== Problem to solve ==
Each line in the entries below that holds the word "which" belongs in the answer.

== Collection entries ==
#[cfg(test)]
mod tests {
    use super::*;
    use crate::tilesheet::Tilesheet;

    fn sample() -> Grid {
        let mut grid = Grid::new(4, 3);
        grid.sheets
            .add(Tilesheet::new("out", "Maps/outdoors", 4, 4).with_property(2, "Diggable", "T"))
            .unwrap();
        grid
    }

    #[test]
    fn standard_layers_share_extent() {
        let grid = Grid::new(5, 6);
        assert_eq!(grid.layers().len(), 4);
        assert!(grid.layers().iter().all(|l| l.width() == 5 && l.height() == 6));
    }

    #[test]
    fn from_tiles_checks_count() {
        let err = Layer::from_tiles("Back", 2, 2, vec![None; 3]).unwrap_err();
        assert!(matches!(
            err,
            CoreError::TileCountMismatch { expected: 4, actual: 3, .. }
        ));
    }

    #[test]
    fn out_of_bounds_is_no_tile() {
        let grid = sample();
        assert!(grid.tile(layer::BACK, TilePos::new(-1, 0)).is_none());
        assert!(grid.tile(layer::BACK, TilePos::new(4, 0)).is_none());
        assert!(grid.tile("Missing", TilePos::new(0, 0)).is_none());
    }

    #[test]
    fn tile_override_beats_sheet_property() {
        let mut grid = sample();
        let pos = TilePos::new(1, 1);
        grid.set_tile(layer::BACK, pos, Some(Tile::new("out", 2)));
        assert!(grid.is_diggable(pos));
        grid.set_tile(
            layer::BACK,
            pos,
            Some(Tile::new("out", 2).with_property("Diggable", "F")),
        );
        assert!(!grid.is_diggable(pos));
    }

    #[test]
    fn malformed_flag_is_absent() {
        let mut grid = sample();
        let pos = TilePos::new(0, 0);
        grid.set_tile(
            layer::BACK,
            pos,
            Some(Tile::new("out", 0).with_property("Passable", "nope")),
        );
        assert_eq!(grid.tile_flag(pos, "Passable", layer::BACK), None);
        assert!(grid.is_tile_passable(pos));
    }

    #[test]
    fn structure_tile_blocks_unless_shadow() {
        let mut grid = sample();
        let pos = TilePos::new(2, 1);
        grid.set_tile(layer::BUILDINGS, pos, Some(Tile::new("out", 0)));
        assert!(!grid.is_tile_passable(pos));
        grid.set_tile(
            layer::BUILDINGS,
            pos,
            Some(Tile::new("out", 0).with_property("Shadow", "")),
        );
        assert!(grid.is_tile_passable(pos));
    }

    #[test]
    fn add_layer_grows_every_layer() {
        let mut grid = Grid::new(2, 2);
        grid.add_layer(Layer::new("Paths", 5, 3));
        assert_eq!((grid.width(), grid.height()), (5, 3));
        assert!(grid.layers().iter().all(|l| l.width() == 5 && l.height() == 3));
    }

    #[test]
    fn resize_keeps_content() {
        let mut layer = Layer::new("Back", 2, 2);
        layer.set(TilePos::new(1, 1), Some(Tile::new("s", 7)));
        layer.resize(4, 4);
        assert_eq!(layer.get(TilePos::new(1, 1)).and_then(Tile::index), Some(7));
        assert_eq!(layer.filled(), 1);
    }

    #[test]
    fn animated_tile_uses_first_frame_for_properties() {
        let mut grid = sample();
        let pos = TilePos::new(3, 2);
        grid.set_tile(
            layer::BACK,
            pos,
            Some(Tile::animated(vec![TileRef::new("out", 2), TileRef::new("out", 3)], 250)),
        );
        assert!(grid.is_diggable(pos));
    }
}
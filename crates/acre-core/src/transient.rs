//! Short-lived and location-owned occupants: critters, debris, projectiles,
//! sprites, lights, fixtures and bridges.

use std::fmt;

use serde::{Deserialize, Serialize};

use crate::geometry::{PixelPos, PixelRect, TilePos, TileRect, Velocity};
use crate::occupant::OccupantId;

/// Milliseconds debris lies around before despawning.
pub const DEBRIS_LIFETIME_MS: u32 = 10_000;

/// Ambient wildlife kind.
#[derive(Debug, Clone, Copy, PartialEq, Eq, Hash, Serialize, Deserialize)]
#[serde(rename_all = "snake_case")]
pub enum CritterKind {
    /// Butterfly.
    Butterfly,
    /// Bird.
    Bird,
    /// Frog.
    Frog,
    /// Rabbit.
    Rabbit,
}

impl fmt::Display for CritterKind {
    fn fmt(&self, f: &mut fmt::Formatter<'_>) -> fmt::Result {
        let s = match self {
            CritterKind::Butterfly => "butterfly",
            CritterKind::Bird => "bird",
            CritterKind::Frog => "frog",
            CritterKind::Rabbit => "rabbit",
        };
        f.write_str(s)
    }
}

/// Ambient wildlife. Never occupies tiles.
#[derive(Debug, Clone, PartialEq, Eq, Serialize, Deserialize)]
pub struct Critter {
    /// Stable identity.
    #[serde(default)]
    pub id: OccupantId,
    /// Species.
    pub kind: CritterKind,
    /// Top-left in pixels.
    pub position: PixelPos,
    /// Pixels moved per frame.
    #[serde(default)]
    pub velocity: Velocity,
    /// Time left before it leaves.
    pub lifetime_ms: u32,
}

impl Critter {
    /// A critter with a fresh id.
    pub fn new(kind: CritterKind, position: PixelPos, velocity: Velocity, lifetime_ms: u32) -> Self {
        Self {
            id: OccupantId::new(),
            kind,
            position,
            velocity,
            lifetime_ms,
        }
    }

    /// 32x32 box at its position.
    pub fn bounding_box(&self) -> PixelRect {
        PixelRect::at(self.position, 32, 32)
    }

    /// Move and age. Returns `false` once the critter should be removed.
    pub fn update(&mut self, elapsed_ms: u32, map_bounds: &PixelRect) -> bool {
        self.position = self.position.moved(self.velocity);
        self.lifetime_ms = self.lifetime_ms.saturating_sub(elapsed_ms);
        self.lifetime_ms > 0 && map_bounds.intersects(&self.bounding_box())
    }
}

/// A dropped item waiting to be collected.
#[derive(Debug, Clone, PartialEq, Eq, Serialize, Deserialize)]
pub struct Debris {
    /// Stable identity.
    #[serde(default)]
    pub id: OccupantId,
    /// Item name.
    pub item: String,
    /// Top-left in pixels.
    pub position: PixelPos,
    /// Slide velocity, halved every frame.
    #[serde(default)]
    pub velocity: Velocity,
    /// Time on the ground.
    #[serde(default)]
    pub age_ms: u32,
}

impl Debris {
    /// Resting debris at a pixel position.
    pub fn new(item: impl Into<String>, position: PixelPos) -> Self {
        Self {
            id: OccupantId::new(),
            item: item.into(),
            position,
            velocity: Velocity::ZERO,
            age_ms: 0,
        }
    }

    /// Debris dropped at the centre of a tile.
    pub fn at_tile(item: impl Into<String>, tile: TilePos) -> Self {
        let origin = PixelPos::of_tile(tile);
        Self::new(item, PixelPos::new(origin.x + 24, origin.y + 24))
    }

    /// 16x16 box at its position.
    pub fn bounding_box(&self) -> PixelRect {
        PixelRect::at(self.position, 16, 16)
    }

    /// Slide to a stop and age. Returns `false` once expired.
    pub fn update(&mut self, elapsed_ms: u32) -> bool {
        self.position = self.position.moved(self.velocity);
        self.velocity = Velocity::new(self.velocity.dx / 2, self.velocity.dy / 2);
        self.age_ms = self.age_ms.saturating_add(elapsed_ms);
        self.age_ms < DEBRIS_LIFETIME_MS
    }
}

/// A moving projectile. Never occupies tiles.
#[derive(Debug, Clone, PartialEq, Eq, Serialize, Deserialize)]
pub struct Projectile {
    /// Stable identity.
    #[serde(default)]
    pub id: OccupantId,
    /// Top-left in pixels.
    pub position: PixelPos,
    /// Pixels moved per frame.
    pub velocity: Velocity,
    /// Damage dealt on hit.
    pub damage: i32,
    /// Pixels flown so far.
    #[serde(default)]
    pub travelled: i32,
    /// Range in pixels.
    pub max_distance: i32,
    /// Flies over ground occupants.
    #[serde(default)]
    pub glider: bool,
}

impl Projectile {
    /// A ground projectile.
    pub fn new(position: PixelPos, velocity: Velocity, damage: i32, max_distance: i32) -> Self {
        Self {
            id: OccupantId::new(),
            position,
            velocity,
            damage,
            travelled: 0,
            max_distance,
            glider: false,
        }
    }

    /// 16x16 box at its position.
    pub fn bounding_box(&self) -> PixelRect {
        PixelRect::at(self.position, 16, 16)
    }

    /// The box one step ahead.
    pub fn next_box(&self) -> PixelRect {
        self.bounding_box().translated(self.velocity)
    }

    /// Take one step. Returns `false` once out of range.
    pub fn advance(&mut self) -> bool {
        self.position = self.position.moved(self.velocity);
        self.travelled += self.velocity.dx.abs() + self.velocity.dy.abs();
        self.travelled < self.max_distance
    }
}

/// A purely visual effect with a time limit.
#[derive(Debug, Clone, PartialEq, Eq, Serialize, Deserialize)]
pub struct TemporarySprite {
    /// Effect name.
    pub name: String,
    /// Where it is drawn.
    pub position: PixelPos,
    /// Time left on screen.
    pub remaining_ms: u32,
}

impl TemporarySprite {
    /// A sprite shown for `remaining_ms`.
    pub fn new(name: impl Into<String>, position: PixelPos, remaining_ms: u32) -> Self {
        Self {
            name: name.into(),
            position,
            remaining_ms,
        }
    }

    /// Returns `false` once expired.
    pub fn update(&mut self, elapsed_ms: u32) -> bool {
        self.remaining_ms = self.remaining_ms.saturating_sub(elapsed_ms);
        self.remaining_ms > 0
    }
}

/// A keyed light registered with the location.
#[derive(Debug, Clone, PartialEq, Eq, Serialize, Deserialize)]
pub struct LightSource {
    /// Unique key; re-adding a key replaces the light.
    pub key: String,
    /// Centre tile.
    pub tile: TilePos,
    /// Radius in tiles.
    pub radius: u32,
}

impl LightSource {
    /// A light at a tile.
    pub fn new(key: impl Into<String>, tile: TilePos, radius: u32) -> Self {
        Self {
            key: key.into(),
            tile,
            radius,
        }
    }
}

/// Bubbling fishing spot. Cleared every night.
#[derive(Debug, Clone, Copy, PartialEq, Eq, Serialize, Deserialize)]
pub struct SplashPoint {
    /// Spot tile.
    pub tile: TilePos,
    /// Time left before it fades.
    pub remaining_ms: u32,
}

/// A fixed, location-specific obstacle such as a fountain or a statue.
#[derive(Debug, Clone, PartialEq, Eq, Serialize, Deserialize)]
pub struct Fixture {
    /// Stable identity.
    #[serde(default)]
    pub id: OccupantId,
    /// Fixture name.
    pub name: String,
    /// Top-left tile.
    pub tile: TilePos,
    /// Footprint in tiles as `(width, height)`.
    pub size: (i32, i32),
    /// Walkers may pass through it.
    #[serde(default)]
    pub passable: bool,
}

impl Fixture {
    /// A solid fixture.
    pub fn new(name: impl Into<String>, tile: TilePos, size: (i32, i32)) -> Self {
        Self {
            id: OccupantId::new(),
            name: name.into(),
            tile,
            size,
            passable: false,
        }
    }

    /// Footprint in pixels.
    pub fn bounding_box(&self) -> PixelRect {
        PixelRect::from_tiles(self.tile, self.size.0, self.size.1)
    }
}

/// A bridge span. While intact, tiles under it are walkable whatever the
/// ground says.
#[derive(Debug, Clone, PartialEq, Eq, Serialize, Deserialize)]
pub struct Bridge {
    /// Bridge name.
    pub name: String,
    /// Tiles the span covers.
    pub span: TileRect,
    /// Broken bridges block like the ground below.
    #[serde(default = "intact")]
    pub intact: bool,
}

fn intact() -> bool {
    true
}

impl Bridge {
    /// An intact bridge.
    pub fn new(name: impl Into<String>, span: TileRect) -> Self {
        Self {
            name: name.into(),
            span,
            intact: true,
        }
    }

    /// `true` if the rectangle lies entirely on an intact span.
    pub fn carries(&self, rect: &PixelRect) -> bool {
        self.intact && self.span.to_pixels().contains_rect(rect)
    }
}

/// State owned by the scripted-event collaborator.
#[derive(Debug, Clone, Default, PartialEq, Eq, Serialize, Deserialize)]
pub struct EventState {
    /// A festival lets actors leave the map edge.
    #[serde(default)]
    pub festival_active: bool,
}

--

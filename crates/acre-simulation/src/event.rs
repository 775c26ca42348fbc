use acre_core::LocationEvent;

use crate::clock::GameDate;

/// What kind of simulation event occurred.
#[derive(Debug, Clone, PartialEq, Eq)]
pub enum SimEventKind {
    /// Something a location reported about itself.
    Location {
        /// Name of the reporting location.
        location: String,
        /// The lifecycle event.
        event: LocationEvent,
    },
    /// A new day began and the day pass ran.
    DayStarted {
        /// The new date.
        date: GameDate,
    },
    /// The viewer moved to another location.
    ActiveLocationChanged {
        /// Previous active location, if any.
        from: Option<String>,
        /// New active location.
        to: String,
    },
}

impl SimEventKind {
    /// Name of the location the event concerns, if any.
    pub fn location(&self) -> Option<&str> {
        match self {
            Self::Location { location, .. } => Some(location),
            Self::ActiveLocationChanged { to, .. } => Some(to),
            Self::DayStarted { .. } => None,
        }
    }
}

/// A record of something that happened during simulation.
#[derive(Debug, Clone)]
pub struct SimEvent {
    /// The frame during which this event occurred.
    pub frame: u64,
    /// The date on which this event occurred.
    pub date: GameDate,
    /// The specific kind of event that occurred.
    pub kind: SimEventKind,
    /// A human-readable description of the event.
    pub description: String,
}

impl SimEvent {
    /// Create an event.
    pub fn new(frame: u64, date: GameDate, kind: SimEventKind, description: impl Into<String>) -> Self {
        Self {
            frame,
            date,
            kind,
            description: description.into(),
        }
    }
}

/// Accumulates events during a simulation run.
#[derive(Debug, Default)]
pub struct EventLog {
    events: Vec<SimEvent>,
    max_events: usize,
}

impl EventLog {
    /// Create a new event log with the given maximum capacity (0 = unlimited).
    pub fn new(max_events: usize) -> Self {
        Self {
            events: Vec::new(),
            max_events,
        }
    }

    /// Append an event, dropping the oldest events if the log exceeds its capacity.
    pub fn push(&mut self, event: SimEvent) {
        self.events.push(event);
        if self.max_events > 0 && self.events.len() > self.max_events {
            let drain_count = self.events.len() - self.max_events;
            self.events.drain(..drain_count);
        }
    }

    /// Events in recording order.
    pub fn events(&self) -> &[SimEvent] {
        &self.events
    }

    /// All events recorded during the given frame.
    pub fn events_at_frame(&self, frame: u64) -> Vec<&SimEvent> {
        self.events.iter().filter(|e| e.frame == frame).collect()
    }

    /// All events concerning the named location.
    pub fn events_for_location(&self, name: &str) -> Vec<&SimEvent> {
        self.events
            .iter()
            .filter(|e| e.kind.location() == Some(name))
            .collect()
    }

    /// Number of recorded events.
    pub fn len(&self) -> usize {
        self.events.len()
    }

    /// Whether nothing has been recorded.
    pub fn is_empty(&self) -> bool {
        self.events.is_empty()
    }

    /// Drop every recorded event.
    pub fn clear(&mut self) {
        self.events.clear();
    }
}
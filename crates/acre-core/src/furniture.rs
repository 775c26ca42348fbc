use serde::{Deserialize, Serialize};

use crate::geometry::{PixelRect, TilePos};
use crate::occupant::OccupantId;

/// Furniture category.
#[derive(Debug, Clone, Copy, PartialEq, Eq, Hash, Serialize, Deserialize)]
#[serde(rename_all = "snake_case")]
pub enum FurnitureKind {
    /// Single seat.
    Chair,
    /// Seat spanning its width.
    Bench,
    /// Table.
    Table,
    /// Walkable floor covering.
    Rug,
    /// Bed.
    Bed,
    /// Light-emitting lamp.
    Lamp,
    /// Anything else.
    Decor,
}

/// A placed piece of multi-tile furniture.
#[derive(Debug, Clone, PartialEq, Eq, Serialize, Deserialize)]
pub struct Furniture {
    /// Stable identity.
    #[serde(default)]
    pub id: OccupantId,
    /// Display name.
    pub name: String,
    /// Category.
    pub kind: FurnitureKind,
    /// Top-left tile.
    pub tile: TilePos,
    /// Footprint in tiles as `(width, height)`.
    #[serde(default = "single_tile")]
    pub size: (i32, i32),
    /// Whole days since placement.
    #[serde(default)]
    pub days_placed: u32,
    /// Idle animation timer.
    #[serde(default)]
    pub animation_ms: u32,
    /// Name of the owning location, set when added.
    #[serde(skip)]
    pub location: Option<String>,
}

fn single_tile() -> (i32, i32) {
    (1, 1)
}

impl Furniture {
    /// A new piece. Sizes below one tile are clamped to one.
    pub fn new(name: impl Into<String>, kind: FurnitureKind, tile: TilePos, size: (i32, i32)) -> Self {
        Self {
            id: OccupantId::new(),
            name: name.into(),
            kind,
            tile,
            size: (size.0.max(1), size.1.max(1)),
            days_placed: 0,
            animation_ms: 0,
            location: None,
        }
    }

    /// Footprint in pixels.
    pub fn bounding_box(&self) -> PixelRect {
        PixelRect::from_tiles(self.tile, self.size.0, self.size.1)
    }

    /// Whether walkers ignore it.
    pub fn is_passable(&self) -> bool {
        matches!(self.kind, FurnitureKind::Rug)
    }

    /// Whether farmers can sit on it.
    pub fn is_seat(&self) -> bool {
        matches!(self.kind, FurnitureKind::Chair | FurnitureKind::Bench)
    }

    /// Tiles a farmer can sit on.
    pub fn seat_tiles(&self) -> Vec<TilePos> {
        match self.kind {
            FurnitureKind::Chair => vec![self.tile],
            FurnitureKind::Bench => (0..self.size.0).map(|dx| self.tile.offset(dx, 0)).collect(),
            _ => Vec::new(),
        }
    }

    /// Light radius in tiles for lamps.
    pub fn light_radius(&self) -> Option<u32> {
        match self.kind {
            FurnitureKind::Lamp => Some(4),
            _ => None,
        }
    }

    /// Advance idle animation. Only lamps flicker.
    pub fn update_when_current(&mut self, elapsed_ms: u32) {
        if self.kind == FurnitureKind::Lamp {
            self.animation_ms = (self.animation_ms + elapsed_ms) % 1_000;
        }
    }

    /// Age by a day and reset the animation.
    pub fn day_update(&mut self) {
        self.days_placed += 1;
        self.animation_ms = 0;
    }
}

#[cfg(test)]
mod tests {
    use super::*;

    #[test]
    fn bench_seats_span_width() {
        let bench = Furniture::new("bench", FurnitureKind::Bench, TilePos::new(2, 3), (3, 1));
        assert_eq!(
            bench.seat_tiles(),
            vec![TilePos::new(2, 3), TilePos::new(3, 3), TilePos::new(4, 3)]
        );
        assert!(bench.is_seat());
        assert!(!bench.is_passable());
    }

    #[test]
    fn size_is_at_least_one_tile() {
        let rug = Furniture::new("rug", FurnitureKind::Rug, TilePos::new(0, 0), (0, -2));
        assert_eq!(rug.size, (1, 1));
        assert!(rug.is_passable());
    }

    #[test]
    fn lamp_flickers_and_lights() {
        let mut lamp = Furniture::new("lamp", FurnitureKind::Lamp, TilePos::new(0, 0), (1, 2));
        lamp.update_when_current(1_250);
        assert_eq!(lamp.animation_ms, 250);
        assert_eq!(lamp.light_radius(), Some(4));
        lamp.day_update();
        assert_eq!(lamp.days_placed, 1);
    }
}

---

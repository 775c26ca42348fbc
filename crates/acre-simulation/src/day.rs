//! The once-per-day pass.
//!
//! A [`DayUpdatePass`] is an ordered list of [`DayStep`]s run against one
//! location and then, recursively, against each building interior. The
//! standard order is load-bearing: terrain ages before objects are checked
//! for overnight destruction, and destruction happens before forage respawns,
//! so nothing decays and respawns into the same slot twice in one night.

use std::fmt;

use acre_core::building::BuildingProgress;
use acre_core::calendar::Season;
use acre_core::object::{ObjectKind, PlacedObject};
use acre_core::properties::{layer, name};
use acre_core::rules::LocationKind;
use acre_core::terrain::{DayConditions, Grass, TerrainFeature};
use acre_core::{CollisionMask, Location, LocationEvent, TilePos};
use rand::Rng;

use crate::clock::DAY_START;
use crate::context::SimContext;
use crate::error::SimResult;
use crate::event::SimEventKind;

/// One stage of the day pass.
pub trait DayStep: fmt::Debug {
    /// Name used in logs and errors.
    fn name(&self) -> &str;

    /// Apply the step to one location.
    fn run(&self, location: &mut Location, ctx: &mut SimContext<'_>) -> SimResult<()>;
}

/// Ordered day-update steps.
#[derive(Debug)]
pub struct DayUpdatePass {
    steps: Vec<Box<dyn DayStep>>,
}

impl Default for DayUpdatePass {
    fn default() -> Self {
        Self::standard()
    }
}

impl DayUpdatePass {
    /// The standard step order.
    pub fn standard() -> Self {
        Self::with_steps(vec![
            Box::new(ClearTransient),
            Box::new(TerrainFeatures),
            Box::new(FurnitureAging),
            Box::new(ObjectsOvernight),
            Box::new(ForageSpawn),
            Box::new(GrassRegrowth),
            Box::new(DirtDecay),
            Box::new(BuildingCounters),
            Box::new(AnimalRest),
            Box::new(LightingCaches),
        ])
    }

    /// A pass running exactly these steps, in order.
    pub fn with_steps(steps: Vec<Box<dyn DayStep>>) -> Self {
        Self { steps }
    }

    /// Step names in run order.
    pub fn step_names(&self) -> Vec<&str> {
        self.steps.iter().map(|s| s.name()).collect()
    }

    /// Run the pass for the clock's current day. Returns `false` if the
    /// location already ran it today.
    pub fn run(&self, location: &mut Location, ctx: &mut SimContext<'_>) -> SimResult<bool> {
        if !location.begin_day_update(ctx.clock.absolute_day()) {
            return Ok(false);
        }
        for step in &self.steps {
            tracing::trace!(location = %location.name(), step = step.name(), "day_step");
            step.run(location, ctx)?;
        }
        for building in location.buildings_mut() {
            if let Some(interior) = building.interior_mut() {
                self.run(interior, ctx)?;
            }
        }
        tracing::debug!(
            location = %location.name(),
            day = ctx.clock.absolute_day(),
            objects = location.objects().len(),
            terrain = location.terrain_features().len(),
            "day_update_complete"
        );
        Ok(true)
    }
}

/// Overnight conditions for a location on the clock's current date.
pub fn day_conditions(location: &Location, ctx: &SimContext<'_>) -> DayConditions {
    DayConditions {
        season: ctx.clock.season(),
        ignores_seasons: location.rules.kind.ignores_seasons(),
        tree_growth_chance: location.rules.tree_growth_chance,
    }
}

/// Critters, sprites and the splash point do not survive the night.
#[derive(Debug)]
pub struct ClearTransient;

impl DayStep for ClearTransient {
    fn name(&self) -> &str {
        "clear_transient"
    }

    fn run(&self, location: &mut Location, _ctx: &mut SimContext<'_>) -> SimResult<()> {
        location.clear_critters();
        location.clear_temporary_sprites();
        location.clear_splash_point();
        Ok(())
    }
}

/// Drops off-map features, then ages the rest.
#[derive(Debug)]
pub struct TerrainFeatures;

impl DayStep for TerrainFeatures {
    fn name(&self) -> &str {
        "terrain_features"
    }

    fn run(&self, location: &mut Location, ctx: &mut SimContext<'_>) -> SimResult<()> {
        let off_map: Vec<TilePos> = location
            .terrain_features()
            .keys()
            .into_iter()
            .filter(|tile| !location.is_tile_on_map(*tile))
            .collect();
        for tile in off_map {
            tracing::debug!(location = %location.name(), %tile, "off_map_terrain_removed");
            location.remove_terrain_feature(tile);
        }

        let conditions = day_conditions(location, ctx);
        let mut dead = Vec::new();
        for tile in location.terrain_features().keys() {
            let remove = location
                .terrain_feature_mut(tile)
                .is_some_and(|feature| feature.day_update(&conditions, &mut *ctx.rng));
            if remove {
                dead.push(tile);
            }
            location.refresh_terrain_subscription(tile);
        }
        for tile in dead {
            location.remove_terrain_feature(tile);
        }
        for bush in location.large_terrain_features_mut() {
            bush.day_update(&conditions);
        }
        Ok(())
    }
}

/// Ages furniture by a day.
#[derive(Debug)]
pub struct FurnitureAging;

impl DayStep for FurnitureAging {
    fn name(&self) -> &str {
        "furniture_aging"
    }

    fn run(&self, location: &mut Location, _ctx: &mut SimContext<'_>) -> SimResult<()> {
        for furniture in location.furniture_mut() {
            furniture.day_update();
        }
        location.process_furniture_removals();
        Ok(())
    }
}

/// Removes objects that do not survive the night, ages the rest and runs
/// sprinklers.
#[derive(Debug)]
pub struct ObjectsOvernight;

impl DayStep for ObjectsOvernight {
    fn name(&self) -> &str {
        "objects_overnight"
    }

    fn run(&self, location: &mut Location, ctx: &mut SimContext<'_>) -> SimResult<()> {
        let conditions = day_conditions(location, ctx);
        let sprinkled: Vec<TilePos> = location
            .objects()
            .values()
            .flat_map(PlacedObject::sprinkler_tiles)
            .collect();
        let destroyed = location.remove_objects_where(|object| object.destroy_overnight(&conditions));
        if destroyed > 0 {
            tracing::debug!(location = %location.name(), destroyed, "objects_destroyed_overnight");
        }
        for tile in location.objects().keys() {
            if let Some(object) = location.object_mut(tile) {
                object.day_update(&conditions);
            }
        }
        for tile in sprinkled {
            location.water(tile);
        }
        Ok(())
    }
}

== Written solution ==
    /// The frame during which this event occurred.
    /// The date on which this event occurred.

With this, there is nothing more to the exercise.